■ **What the task requires**
The first line of the entries through the line bearing "inputs. Used at": copy these lines exactly and return nothing else.

[Stored items]
---+---

//! The refinement lattice over [`Type`].
//!
//! Two directions, both used by the type refiner:
//!
//! - [`narrow`] combines compatible information and moves *down* the
//!   lattice. It fails (returns `None`) on contradictions such as a rank
//!   clash, a dtype clash, or a scalar kind mismatch, which the refiner
//!   reports as a type conflict.
//! - [`join`] computes the least-specific common ancestor and moves *up*.
//!   It never fails; at worst the result is a union of the inputs. Used at
//!   control-flow merges, multi-caller parameters, and slot write sets.
//!
//! Every stored type only ever moves down via `narrow`, and the lattice
//! has finite height (rank and union membership are bounded by the
//! program), so fixpoint iteration terminates.

use crate::types::Type;

/// Combine the information of two compatible types.
///
/// Returns `None` when the types contradict each other. The result always
/// refines both inputs. Narrowing an optional with a definitely-present
/// payload (or with `None`) resolves the optional-ness.
pub fn narrow(current: &Type, incoming: &Type) -> Option<Type> {
    if current == incoming {
        return Some(current.clone());
    }
    match (current, incoming) {
        (Type::Tensor(a), Type::Tensor(b)) => a.narrow(b).map(Type::Tensor),
        (Type::ValueTensor(a), Type::ValueTensor(b)) => {
            a.narrow(b).map(Type::ValueTensor)
        }

        // Optional-ness: `None` proves absence, any non-optional payload
        // proves presence, optional-vs-optional stays unknown.
        (Type::Optional(a), Type::Optional(b)) => {
            narrow(a, b).map(Type::optional)
        }
        (Type::Optional(_), Type::None) | (Type::None, Type::Optional(_)) => {
            Some(Type::None)
        }
        (Type::Optional(payload), present) | (present, Type::Optional(payload)) => {
            narrow(payload, present)
        }

        // Union membership only shrinks: keep the alternatives that stay
        // compatible with the incoming information.
        (Type::Union(alts), other) | (other, Type::Union(alts)) => {
            let kept: Vec<Type> =
                alts.iter().filter_map(|alt| narrow(alt, other)).collect();
            if kept.is_empty() {
                None
            } else {
                Some(Type::union_of(kept))
            }
        }

        (Type::Tuple(a), Type::Tuple(b)) => {
            if a.len() != b.len() {
                return None;
            }
            let elems = a
                .iter()
                .zip(b)
                .map(|(x, y)| narrow(x, y))
                .collect::<Option<Vec<_>>>()?;
            Some(Type::Tuple(elems))
        }

        _ => None,
    }
}

/// Least-specific common ancestor of two types.
///
/// Both inputs refine the result. Mixed optional-ness widens into an
/// optional; otherwise-unrelated types widen into a union.
pub fn join(a: &Type, b: &Type) -> Type {
    if a == b {
        return a.clone();
    }
    match (a, b) {
        (Type::Tensor(x), Type::Tensor(y)) => Type::Tensor(x.join(y)),
        (Type::ValueTensor(x), Type::ValueTensor(y)) => {
            Type::ValueTensor(x.join(y))
        }

        (Type::Optional(x), Type::Optional(y)) => Type::optional(join(x, y)),
        (Type::None, Type::Optional(y)) | (Type::Optional(y), Type::None) => {
            Type::optional((**y).clone())
        }
        (Type::None, other) | (other, Type::None) => {
            Type::optional(other.clone())
        }
        (Type::Optional(payload), present) | (present, Type::Optional(payload)) => {
            Type::optional(join(payload, present))
        }

        (Type::Tuple(x), Type::Tuple(y)) if x.len() == y.len() => {
            Type::Tuple(x.iter().zip(y).map(|(e, f)| join(e, f)).collect())
        }

        _ => Type::union_of(vec![a.clone(), b.clone()]),
    }
}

---+---

■ **Exercise response**
//! The refinement lattice over [`Type`].
//!
//! Two directions, both used by the type refiner:
//!
//! - [`narrow`] combines compatible information and moves *down* the
//!   lattice. It fails (returns `None`) on contradictions such as a rank
//!   clash, a dtype clash, or a scalar kind mismatch, which the refiner
//!   reports as a type conflict.
//! - [`join`] computes the least-specific common ancestor and moves *up*.
//!   It never fails; at worst the result is a union of the inputs. Used at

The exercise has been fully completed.